Foto do escritor: Mario SalimonMario Salimon
Paul Klee - Highroads and Byroads

Por Mário Salimon*29/08/2023


A gestão da estratégia é um campo crucial para o sucesso e a evolução das organizações nos três setores de agenciamento da sociedade. Isso porque não é possível — e isso vale para seres vivos ou organizações — sobreviver sem as adaptações demandadas pelas constantes flutuações ambientais. A busca por congruências internas e externas é, decididamente, um trabalho constante para quem pretende seguir no jogo da vida. No entanto, um olhar crítico sobre as práticas atuais de gestão de projetos de interesse público revela uma lacuna significativa quando se fala da promoção de transformações organizacionais: a ausência do pensamento estratégico, lastreado pelo design thinking, hoje superado por uma visão restrita e orientada por uma lógica claramente curtoprazista.

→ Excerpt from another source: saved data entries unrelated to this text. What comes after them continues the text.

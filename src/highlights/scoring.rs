//! Keyword scoring of individual transcript segments
use super::{DetectorConfig, MatchMode};
use crate::transcription::TranscriptSegment;

/// A keyword normalized once up front
#[derive(Debug, Clone)]
struct Keyword {
    lowered: String,
    tokens: Vec<String>,
}

/// Scores segments by keyword hits, optionally weighted by confidence
#[derive(Debug, Clone)]
pub struct KeywordScorer {
    keywords: Vec<Keyword>,
    mode: MatchMode,
    confidence_weighting: bool,
}

impl KeywordScorer {
    pub fn new(config: &DetectorConfig) -> Self {
        let keywords = config
            .keywords
            .iter()
            .map(|k| {
                let lowered = k.trim().to_lowercase();
                let tokens = tokenize(&lowered);
                Keyword { lowered, tokens }
            })
            .filter(|k| !k.lowered.is_empty())
            .collect();

        Self {
            keywords,
            mode: config.match_mode,
            confidence_weighting: config.confidence_weighting,
        }
    }

    pub fn has_keywords(&self) -> bool {
        !self.keywords.is_empty()
    }

    /// Number of keyword occurrences in `text`
    pub fn count_hits(&self, text: &str) -> usize {
        if self.keywords.is_empty() {
            return 0;
        }
        let lowered = text.to_lowercase();
        match self.mode {
            MatchMode::Substring => self
                .keywords
                .iter()
                .map(|k| lowered.matches(k.lowered.as_str()).count())
                .sum(),
            MatchMode::Token => {
                let tokens = tokenize(&lowered);
                self.keywords
                    .iter()
                    .filter(|k| !k.tokens.is_empty() && k.tokens.len() <= tokens.len())
                    .map(|k| {
                        tokens
                            .windows(k.tokens.len())
                            .filter(|window| *window == k.tokens.as_slice())
                            .count()
                    })
                    .sum()
            }
        }
    }

    /// Salience of one segment; zero means "no keyword here"
    pub fn score(&self, segment: &TranscriptSegment) -> f64 {
        let hits = self.count_hits(&segment.text);
        if hits == 0 {
            return 0.0;
        }

        let mut score = hits as f64;
        if self.confidence_weighting {
            if let Some(confidence) = segment.confidence.filter(|c| c.is_finite()) {
                // Low confidence halves a hit at most, it never erases one
                score *= 0.5 + 0.5 * confidence.clamp(0.0, 1.0);
            }
        }
        score
    }
}

/// Lowercase word tokens; apostrophes stay inside words ("don't")
fn tokenize(text: &str) -> Vec<String> {
    text.split(|c: char| !(c.is_alphanumeric() || c == '\''))
        .map(|t| t.trim_matches('\''))
        .filter(|t| !t.is_empty())
        .map(str::to_lowercase)
        .collect()
}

Mostra a experiência que os processos intencionais de transformação organizacional e sociocultural são divididos sequencialmente em quatro fases, sendo a execução a última delas. As três primeiras são dedicadas à análise de contexto, à ideação e à escolha de alternativas estratégicas. Entretanto, o que se vê no planejamento tradicional de nossas organizações voltadas para o interesse público é uma corrida à ação com base em um requentado futuro do passado; uma construção baseada em velhas crenças traduzidas em planilhas e em restrições, muitas vezes lineares, de recursos. Um perfeito exemplo do que McLuhan chamou de “seguir em frente olhando pelo retrovisor”. É um enorme esforço de manutenção do status quo.


Um aspecto muitas vezes negligenciado — salvo no caso das campanhas políticas — é o papel de estrategistas como agentes primordiais em ações de planejamento e ação. O fato de eles serem frequentemente chamados apenas quando os projetos já estão à beira do fracasso demonstra uma abordagem reativa, que subutiliza a capacidade potencial de transformação latente na experiência acumulada desses profissionais. No contexto de intervenções promovidas por governos, cooperação multilateral e organizações do Terceiro Setor, os estrategistas têm sido relegados a um papel, quando muito, secundário. É lastimável que sua participação geralmente ocorra em estágios avançados, quando as soluções estão mais caras e são menos eficazes devido à urgência das circunstâncias. A falta de inclusão desses profissionais desde o início do planejamento compromete a capacidade de pensar de maneira abrangente e inovadora sobre os desafios enfrentados pela organização.

Os modelos de intervenção predominantes demonstram uma tendência a valorizar conhecimento aduzido do passado e futuro próximo previsível. Essa abordagem limita a especulação e a possibilidade de inovação, entendida aqui como a institucionalização da invenção. Como resultado, a capacidade de efetuar mudanças significativas no status quo é severamente comprometida.

O foco excessivo em resultados em detrimento de impactos leva a uma abordagem mais administrativa do que de gestão, esta um processo diferenciado daquela pela relevância das funções de análise e desenho. Isso leva a uma concentração exagerada nos âmbitos operacional e tático, deixando pouco espaço para uma atuação verdadeiramente estratégica.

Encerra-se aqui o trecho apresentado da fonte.